Stored data entries:
__________________________________________________

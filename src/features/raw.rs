use std::collections::BTreeMap;
use std::fmt;

/// Form values keyed by field name, as collected from the UI.
pub type RawForm = BTreeMap<String, RawFormValue>;

/// A value as produced by a form control.
#[derive(Debug, Clone, PartialEq)]
pub enum RawFormValue {
    /// Slider position or already-numeric value.
    Number(f64),
    /// Free text from a number input; may hold a string-encoded number.
    Text(String),
    /// Checkbox or switch state.
    Boolean(bool),
    /// Option chosen from a select control.
    Label(String),
}

impl RawFormValue {
    /// Empty text counts as "not filled".
    pub fn is_blank(&self) -> bool {
        match self {
            Self::Text(text) | Self::Label(text) => text.trim().is_empty(),
            Self::Number(_) | Self::Boolean(_) => false,
        }
    }

    /// Numeric reading of the value: booleans become 1/0 and text is parsed.
    pub fn as_number(&self) -> Option<f64> {
        match self {
            Self::Number(value) => Some(*value),
            Self::Boolean(flag) => Some(if *flag { 1.0 } else { 0.0 }),
            Self::Text(text) | Self::Label(text) => text.trim().parse::<f64>().ok(),
        }
    }

    /// Convert one entry of a JSON form document. Arrays, objects and null are rejected.
    pub fn from_json(value: &serde_json::Value) -> Option<Self> {
        match value {
            serde_json::Value::Bool(flag) => Some(Self::Boolean(*flag)),
            serde_json::Value::Number(number) => number.as_f64().map(Self::Number),
            serde_json::Value::String(text) => Some(Self::Text(text.clone())),
            _ => None,
        }
    }

    /// Interpret a command-line value: `true`/`false` are booleans, anything else is text.
    pub fn parse_cli(value: &str) -> Self {
        match value.trim() {
            "true" => Self::Boolean(true),
            "false" => Self::Boolean(false),
            _ => Self::Text(value.to_string()),
        }
    }
}

impl fmt::Display for RawFormValue {
    fn fmt(&self, f: &mut fmt::Formatter<'_>) -> fmt::Result {
        match self {
            Self::Number(value) => write!(f, "{value}"),
            Self::Text(text) => write!(f, "{text:?}"),
            Self::Boolean(flag) => write!(f, "{flag}"),
            Self::Label(label) => write!(f, "label {label:?}"),
        }
    }
}

impl From<f64> for RawFormValue {
    fn from(value: f64) -> Self {
        Self::Number(value)
    }
}

impl From<bool> for RawFormValue {
    fn from(value: bool) -> Self {
        Self::Boolean(value)
    }
}

impl From<&str> for RawFormValue {
    fn from(value: &str) -> Self {
        Self::Text(value.to_string())
    }
}

impl From<String> for RawFormValue {
    fn from(value: String) -> Self {
        Self::Text(value)
    }
}

/// Build a form from a JSON object, skipping entries that no control could produce.
pub fn form_from_json(document: &serde_json::Value) -> Option<RawForm> {
    let object = document.as_object()?;
    let mut form = RawForm::new();
    for (key, value) in object {
        match RawFormValue::from_json(value) {
            Some(raw) => {
                form.insert(key.clone(), raw);
            }
            None => tracing::warn!("Ignoring form entry {key}: unsupported JSON value {value}"),
        }
    }
    Some(form)
}

#[cfg(test)]
mod tests {
    use super::*;
    use serde_json::json;

    #[test]
    fn numeric_reading_covers_every_variant() {
        assert_eq!(RawFormValue::Number(2.5).as_number(), Some(2.5));
        assert_eq!(RawFormValue::Boolean(true).as_number(), Some(1.0));
        assert_eq!(RawFormValue::Boolean(false).as_number(), Some(0.0));
        assert_eq!(RawFormValue::from(" 3.5 ").as_number(), Some(3.5));
        assert_eq!(RawFormValue::Label("Male".into()).as_number(), None);
    }

    #[test]
    fn blank_text_is_blank() {
        assert!(RawFormValue::from("  ").is_blank());
        assert!(RawFormValue::Label(String::new()).is_blank());
        assert!(!RawFormValue::Number(0.0).is_blank());
    }

    #[test]
    fn json_form_keeps_scalars_only() {
        let form = form_from_json(&json!({
            "CGPA": "3.5",
            "Academic Pressure": 4,
            "smoker": true,
            "nested": {"a": 1},
            "missing": null
        }))
        .unwrap();
        assert_eq!(form.len(), 3);
        assert_eq!(form["CGPA"], RawFormValue::Text("3.5".into()));
        assert_eq!(form["Academic Pressure"], RawFormValue::Number(4.0));
        assert_eq!(form["smoker"], RawFormValue::Boolean(true));
        assert!(form_from_json(&json!([1, 2])).is_none());
    }

    #[test]
    fn cli_values_recognize_booleans() {
        assert_eq!(RawFormValue::parse_cli("true"), RawFormValue::Boolean(true));
        assert_eq!(RawFormValue::parse_cli("Female"), RawFormValue::Text("Female".into()));
    }
}
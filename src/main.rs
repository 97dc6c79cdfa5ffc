#![deny(missing_docs)]

//! Command-line front end for the prediction dashboard backend.

use std::path::PathBuf;

use depdash::api::{ApiError, PredictionClient, PredictionService};
use depdash::config::{self, DashboardConfig};
use depdash::features::{FeatureCatalog, FeatureKind, RawFormValue, form_from_json};
use depdash::logging;
use depdash::report::{MatrixLayout, format_percent, ranked_importance};
use depdash::session::{PredictionSession, SessionError};

fn main() {
    if let Err(err) = run() {
        eprintln!("{err}");
        std::process::exit(1);
    }
}

enum Command {
    Models,
    Model {
        id: String,
        layout: Option<MatrixLayout>,
    },
    Features {
        id: String,
    },
    Predict {
        id: String,
        fields: Vec<(String, RawFormValue)>,
        form_path: Option<PathBuf>,
        strict: bool,
    },
}

fn run() -> Result<(), String> {
    let cmd = parse_args(std::env::args().skip(1).collect())?;
    let config = config::load_or_default().map_err(|err| err.to_string())?;
    if let Err(err) = logging::init(&config.logging) {
        eprintln!("Logging disabled: {err}");
    }
    match cmd {
        Command::Models => list_models(&config),
        Command::Model { id, layout } => show_model(&config, &id, layout),
        Command::Features { id } => show_features(&id),
        Command::Predict {
            id,
            fields,
            form_path,
            strict,
        } => predict(&config, &id, fields, form_path, strict),
    }
}

fn connect(config: &DashboardConfig) -> Result<PredictionClient, String> {
    PredictionClient::new(&config.api).map_err(|err| err.to_string())
}

fn list_models(config: &DashboardConfig) -> Result<(), String> {
    let client = connect(config)?;
    let models = client.list_models().map_err(describe_api_error)?;
    println!("Backend: {}", client.base_url());
    if models.is_empty() {
        println!("No models available.");
        return Ok(());
    }
    for model in models {
        println!(
            "- {} | {} | {} accuracy",
            model.id,
            model.name,
            format_percent(model.accuracy)
        );
    }
    Ok(())
}

fn show_model(
    config: &DashboardConfig,
    id: &str,
    layout: Option<MatrixLayout>,
) -> Result<(), String> {
    let client = connect(config)?;
    let details = client.model_details(id).map_err(describe_api_error)?;
    let layout = layout.unwrap_or(config.report.confusion_layout);
    println!("Model: {id}");
    println!("Accuracy:  {:.2}", details.accuracy);
    println!("Precision: {:.2}", details.precision);
    println!("Recall:    {:.2}", details.recall);
    println!("F1 Score:  {:.2}", details.f1);

    let matrix = details.confusion(layout);
    println!();
    println!("Confusion matrix ({} samples):", matrix.total());
    for (caption, count) in matrix.cells() {
        println!("  {caption:<15} {count:>6} ({:.1}%)", matrix.share(count));
    }

    println!();
    match &details.feature_importance {
        Some(values) if !values.is_empty() => {
            let catalog = FeatureCatalog::load_or_builtin().map_err(|err| err.to_string())?;
            let names: Vec<&str> = catalog
                .get(id)
                .map(|specs| specs.iter().map(|spec| spec.display_label()).collect())
                .unwrap_or_default();
            println!("Feature importance:");
            for entry in ranked_importance(values, &names) {
                println!("  {:<40} {:+.4}", entry.label, entry.weight);
            }
        }
        _ => println!("Feature importance: not reported"),
    }
    Ok(())
}

fn show_features(id: &str) -> Result<(), String> {
    let catalog = FeatureCatalog::load_or_builtin().map_err(|err| err.to_string())?;
    let specs = catalog
        .get(id)
        .ok_or_else(|| unknown_model_message(id, &catalog))?;
    println!("Features for {id}:");
    for spec in specs {
        match &spec.kind {
            FeatureKind::NumericRange { min, max } => {
                println!("- {} ({}): number in [{min}, {max}]", spec.name, spec.display_label());
            }
            FeatureKind::Categorical { options } => {
                let choices = options
                    .iter()
                    .map(|option| format!("{}={}", option.label, option.code))
                    .collect::<Vec<_>>()
                    .join(", ");
                println!("- {} ({}): one of {choices}", spec.name, spec.display_label());
            }
        }
    }
    Ok(())
}

fn predict(
    config: &DashboardConfig,
    id: &str,
    fields: Vec<(String, RawFormValue)>,
    form_path: Option<PathBuf>,
    strict: bool,
) -> Result<(), String> {
    let catalog = FeatureCatalog::load_or_builtin().map_err(|err| err.to_string())?;
    let specs = catalog
        .get(id)
        .ok_or_else(|| unknown_model_message(id, &catalog))?;

    let mut session = PredictionSession::new(id)
        .with_strict(strict || config.normalization.reject_invalid_input);
    if let Some(path) = form_path {
        let text = std::fs::read_to_string(&path)
            .map_err(|err| format!("Failed to read {}: {err}", path.display()))?;
        let document: serde_json::Value = serde_json::from_str(&text)
            .map_err(|err| format!("Invalid form JSON in {}: {err}", path.display()))?;
        let form = form_from_json(&document)
            .ok_or_else(|| format!("Form file {} must hold a JSON object", path.display()))?;
        for (name, value) in form {
            session.set_field(name, value);
        }
    }
    for (name, value) in fields {
        session.set_field(name, value);
    }
    let missing = session.missing_fields(specs);
    if !missing.is_empty() {
        tracing::warn!("Using defaults for unset fields: {}", missing.join(", "));
    }

    let client = connect(config)?;
    let result = session.run(&client, specs).map_err(|err| match err {
        SessionError::Api(api) => describe_api_error(api),
        other => other.to_string(),
    })?;
    println!("Depression probability: {}", format_percent(result.probability));
    println!("Risk band: {}", result.risk_band());
    println!("Prediction: {}", result.prediction);
    Ok(())
}

fn describe_api_error(error: ApiError) -> String {
    match error {
        ApiError::NotFound { resource } => format!("Not found: {resource}"),
        ApiError::InvalidNumericInput { .. } => {
            "Type error in model prediction: please ensure all inputs are valid numbers."
                .to_string()
        }
        other => format!("Request failed: {other}"),
    }
}

fn unknown_model_message(id: &str, catalog: &FeatureCatalog) -> String {
    let known = catalog.model_ids().collect::<Vec<_>>().join(", ");
    format!("No feature definitions for model {id} (known: {known})")
}

fn parse_args(args: Vec<String>) -> Result<Command, String> {
    let mut idx = 0usize;
    let command = args.get(idx).map(|s| s.as_str()).unwrap_or("");
    idx += 1;

    match command {
        "models" => Ok(Command::Models),
        "model" => {
            let id = required_id(&args, &mut idx)?;
            let mut layout = None;
            while idx < args.len() {
                match args[idx].as_str() {
                    "--layout" => {
                        idx += 1;
                        let value = args
                            .get(idx)
                            .ok_or_else(|| "--layout requires a value".to_string())?;
                        layout = Some(value.parse::<MatrixLayout>()?);
                    }
                    unknown => return Err(format!("Unknown argument: {unknown}\n\n{}", help_text())),
                }
                idx += 1;
            }
            Ok(Command::Model { id, layout })
        }
        "features" => {
            let id = required_id(&args, &mut idx)?;
            Ok(Command::Features { id })
        }
        "predict" => {
            let id = required_id(&args, &mut idx)?;
            let mut fields = Vec::new();
            let mut form_path = None;
            let mut strict = false;
            while idx < args.len() {
                match args[idx].as_str() {
                    "--set" => {
                        idx += 1;
                        let value = args
                            .get(idx)
                            .ok_or_else(|| "--set requires <name>=<value>".to_string())?;
                        let (name, raw) = value
                            .split_once('=')
                            .ok_or_else(|| format!("Invalid --set value (expected name=value): {value}"))?;
                        fields.push((name.trim().to_string(), RawFormValue::parse_cli(raw)));
                    }
                    "--form" => {
                        idx += 1;
                        let value = args
                            .get(idx)
                            .ok_or_else(|| "--form requires a value".to_string())?;
                        form_path = Some(PathBuf::from(value));
                    }
                    "--strict" => strict = true,
                    unknown => return Err(format!("Unknown argument: {unknown}\n\n{}", help_text())),
                }
                idx += 1;
            }
            Ok(Command::Predict {
                id,
                fields,
                form_path,
                strict,
            })
        }
        _ => Err(help_text()),
    }
}

fn required_id(args: &[String], idx: &mut usize) -> Result<String, String> {
    let id = args
        .get(*idx)
        .filter(|value| !value.starts_with("--") && !value.trim().is_empty())
        .ok_or_else(|| format!("Missing model id\n\n{}", help_text()))?;
    *idx += 1;
    Ok(id.clone())
}

fn help_text() -> String {
    [
        "depdash",
        "",
        "Usage:",
        "  depdash models",
        "  depdash model <id> [--layout tpfpfntn|sklearn]",
        "  depdash features <id>",
        "  depdash predict <id> [--set <name>=<value>]... [--form <file.json>] [--strict]",
        "",
        "Environment:",
        "  DEPDASH_API_BASE_URL  backend base URL (overrides config.toml)",
        "  DEPDASH_CONFIG_HOME   base directory for .depdash",
    ]
    .join("\n")
}

#[cfg(test)]
mod tests {
    use super::*;

    fn args(values: &[&str]) -> Vec<String> {
        values.iter().map(|value| value.to_string()).collect()
    }

    #[test]
    fn parses_predict_with_fields() {
        let cmd = parse_args(args(&[
            "predict",
            "RandomForest",
            "--set",
            "Gender=Female",
            "--set",
            "CGPA = 3.5",
            "--strict",
        ]))
        .unwrap();
        let Command::Predict {
            id, fields, strict, ..
        } = cmd
        else {
            panic!("expected predict command");
        };
        assert_eq!(id, "RandomForest");
        assert!(strict);
        assert_eq!(fields[0], ("Gender".to_string(), RawFormValue::Text("Female".into())));
        assert_eq!(fields[1], ("CGPA".to_string(), RawFormValue::Text(" 3.5".into())));
    }

    #[test]
    fn model_requires_id_and_known_layout() {
        assert!(parse_args(args(&["model"])).is_err());
        assert!(parse_args(args(&["model", "1", "--layout", "diagonal"])).is_err());
        let Command::Model { layout, .. } =
            parse_args(args(&["model", "1", "--layout", "sklearn"])).unwrap()
        else {
            panic!("expected model command");
        };
        assert_eq!(layout, Some(MatrixLayout::Sklearn));
    }

    #[test]
    fn unknown_command_prints_help() {
        let err = parse_args(args(&["train"])).err().unwrap();
        assert!(err.starts_with("depdash"));
    }
}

__________________________________________________

WORK TO BE COMPLETED: From the entries above, copy every line containing the word "panic".

FINAL ANSWER:
            panic!("expected predict command");
            panic!("expected model command");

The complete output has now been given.